- _REQUIRED ACTION_:
Could each record be written out again exactly as it stands?

::: RECORDS SUPPLIED

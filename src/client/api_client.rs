//! Typed proxy for the flight REST API.

use reqwest::{Response, StatusCode};
use serde::de::DeserializeOwned;

use crate::api::dto::flight::FlightPayload;
use crate::client::error::ClientError;
use crate::domain::flight_query::FlightFilter;
use crate::error::ErrorBody;

/// A thin wrapper around `reqwest::Client` bound to the API base URL.
///
/// Every method maps one endpoint; status codes are translated into
/// [`ClientError`] variants and nothing is retried. Requests carry no
/// timeout: a slow call resolves with whatever the server eventually answers.
#[derive(Debug, Clone)]
pub struct FlightApiClient {
    client: reqwest::Client,
    base_url: String,
}

impl FlightApiClient {
    /// Constructs a client for the API rooted at `base_url`
    /// (e.g. `"http://localhost:3000"`).
    ///
    /// # Errors
    ///
    /// Returns [`ClientError::Network`] if the HTTP client cannot be built.
    pub fn new(base_url: &str) -> Result<Self, ClientError> {
        let client = reqwest::Client::builder().build()?;

        Ok(Self {
            client,
            base_url: base_url.trim_end_matches('/').to_string(),
        })
    }

    /// Returns the base URL that the client was initialized with.
    pub fn url(&self) -> &str {
        &self.base_url
    }

    fn collection_url(&self) -> String {
        format!("{}/flights", self.base_url)
    }

    fn item_url(&self, id: i64) -> String {
        format!("{}/flights/{}", self.base_url, id)
    }

    /// `GET /flights/{id}`
    pub async fn find_by_id(&self, id: i64) -> Result<FlightPayload, ClientError> {
        let response = self.client.get(self.item_url(id)).send().await?;
        read_json(response).await
    }

    /// `GET /flights?from=..&to=..`
    pub async fn find(&self, filter: &FlightFilter) -> Result<Vec<FlightPayload>, ClientError> {
        let mut params = Vec::new();
        if let Some(from) = &filter.from {
            params.push(("from", from.as_str()));
        }
        if let Some(to) = &filter.to {
            params.push(("to", to.as_str()));
        }

        let response = self
            .client
            .get(self.collection_url())
            .query(&params)
            .send()
            .await?;
        read_json(response).await
    }

    /// `POST /flights`
    pub async fn create(&self, flight: &FlightPayload) -> Result<FlightPayload, ClientError> {
        let response = self
            .client
            .post(self.collection_url())
            .json(flight)
            .send()
            .await?;
        read_json(response).await
    }

    /// `PUT /flights/{id}`
    pub async fn replace(
        &self,
        id: i64,
        flight: &FlightPayload,
    ) -> Result<FlightPayload, ClientError> {
        let response = self
            .client
            .put(self.item_url(id))
            .json(flight)
            .send()
            .await?;
        read_json(response).await
    }

    /// `DELETE /flights/{id}`
    pub async fn delete(&self, id: i64) -> Result<(), ClientError> {
        let response = self.client.delete(self.item_url(id)).send().await?;
        check_status(response).await.map(|_| ())
    }
}

async fn read_json<T: DeserializeOwned>(response: Response) -> Result<T, ClientError> {
    let response = check_status(response).await?;
    Ok(response.json::<T>().await?)
}

async fn check_status(response: Response) -> Result<Response, ClientError> {
    let status = response.status();

    if status.is_success() {
        Ok(response)
    } else if status == StatusCode::NOT_FOUND {
        let body = error_body(response).await;
        Err(ClientError::NotFound(body.message))
    } else if status.is_client_error() {
        Err(ClientError::BadRequest(error_body(response).await))
    } else if status.is_server_error() {
        Err(ClientError::Server(status))
    } else {
        Err(ClientError::UnexpectedStatus(status))
    }
}

/// Reads the `{message, exception}` body, tolerating responses without one.
async fn error_body(response: Response) -> ErrorBody {
    let status = response.status();
    match response.json::<ErrorBody>().await {
        Ok(body) => body,
        Err(_) => ErrorBody {
            message: status
                .canonical_reason()
                .unwrap_or("Request failed")
                .to_string(),
            exception: None,
        },
    }
}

::::::

- _RESPONSE_:
filename src/client/api_client.rs
//! Typed proxy for the flight REST API.

use reqwest::{Response, StatusCode};
use serde::de::DeserializeOwned;

use crate::api::dto::flight::FlightPayload;
use crate::client::error::ClientError;
use crate::domain::flight_query::FlightFilter;
use crate::error::ErrorBody;

/// A thin wrapper around `reqwest::Client` bound to the API base URL.
///
/// Every method maps one endpoint; status codes are translated into
/// [`ClientError`] variants and nothing is retried. Requests carry no
/// timeout: a slow call resolves with whatever the server eventually answers.
#[derive(Debug, Clone)]
pub struct FlightApiClient {
    client: reqwest::Client,
    base_url: String,
}

impl FlightApiClient {
    /// Constructs a client for the API rooted at `base_url`
    /// (e.g. `"http://localhost:3000"`).
    ///
    /// # Errors
    ///
    /// Returns [`ClientError::Network`] if the HTTP client cannot be built.
    pub fn new(base_url: &str) -> Result<Self, ClientError> {
        let client = reqwest::Client::builder().build()?;

        Ok(Self {
            client,
            base_url: base_url.trim_end_matches('/').to_string(),
        })
    }

    /// Returns the base URL that the client was initialized with.
    pub fn url(&self) -> &str {
        &self.base_url
    }

    fn collection_url(&self) -> String {
        format!("{}/flights", self.base_url)
    }

    fn item_url(&self, id: i64) -> String {
        format!("{}/flights/{}", self.base_url, id)
    }

    /// `GET /flights/{id}`
    pub async fn find_by_id(&self, id: i64) -> Result<FlightPayload, ClientError> {
        let response = self.client.get(self.item_url(id)).send().await?;
        read_json(response).await
    }

    /// `GET /flights?from=..&to=..`
    pub async fn find(&self, filter: &FlightFilter) -> Result<Vec<FlightPayload>, ClientError> {
        let mut params = Vec::new();
        if let Some(from) = &filter.from {
            params.push(("from", from.as_str()));
        }
        if let Some(to) = &filter.to {
            params.push(("to", to.as_str()));
        }

        let response = self
            .client
            .get(self.collection_url())
            .query(&params)
            .send()
            .await?;
        read_json(response).await
    }

    /// `POST /flights`
    pub async fn create(&self, flight: &FlightPayload) -> Result<FlightPayload, ClientError> {
        let response = self
            .client
            .post(self.collection_url())
            .json(flight)
            .send()
            .await?;
        read_json(response).await
    }

    /// `PUT /flights/{id}`
    pub async fn replace(
        &self,
        id: i64,
        flight: &FlightPayload,
    ) -> Result<FlightPayload, ClientError> {
        let response = self
            .client
            .put(self.item_url(id))
            .json(flight)
            .send()
            .await?;
        read_json(response).await
    }

    /// `DELETE /flights/{id}`
    pub async fn delete(&self, id: i64) -> Result<(), ClientError> {
        let response = self.client.delete(self.item_url(id)).send().await?;
        check_status(response).await.map(|_| ())
    }
}

async fn read_json<T: DeserializeOwned>(response: Response) -> Result<T, ClientError> {
    let response = check_status(response).await?;
    Ok(response.json::<T>().await?)
}

async fn check_status(response: Response) -> Result<Response, ClientError> {
    let status = response.status();

    if status.is_success() {
        Ok(response)
    } else if status == StatusCode::NOT_FOUND {
        let body = error_body(response).await;
        Err(ClientError::NotFound(body.message))
    } else if status.is_client_error() {
        Err(ClientError::BadRequest(error_body(response).await))
    } else if status.is_server_error() {
        Err(ClientError::Server(status))
    } else {
        Err(ClientError::UnexpectedStatus(status))
    }
}

/// Reads the `{message, exception}` body, tolerating responses without one.
async fn error_body(response: Response) -> ErrorBody {
    let status = response.status();
    match response.json::<ErrorBody>().await {
        Ok(body) => body,
        Err(_) => ErrorBody {
            message: status
                .canonical_reason()
                .unwrap_or("Request failed")
                .to_string(),
            exception: None,
        },
    }
}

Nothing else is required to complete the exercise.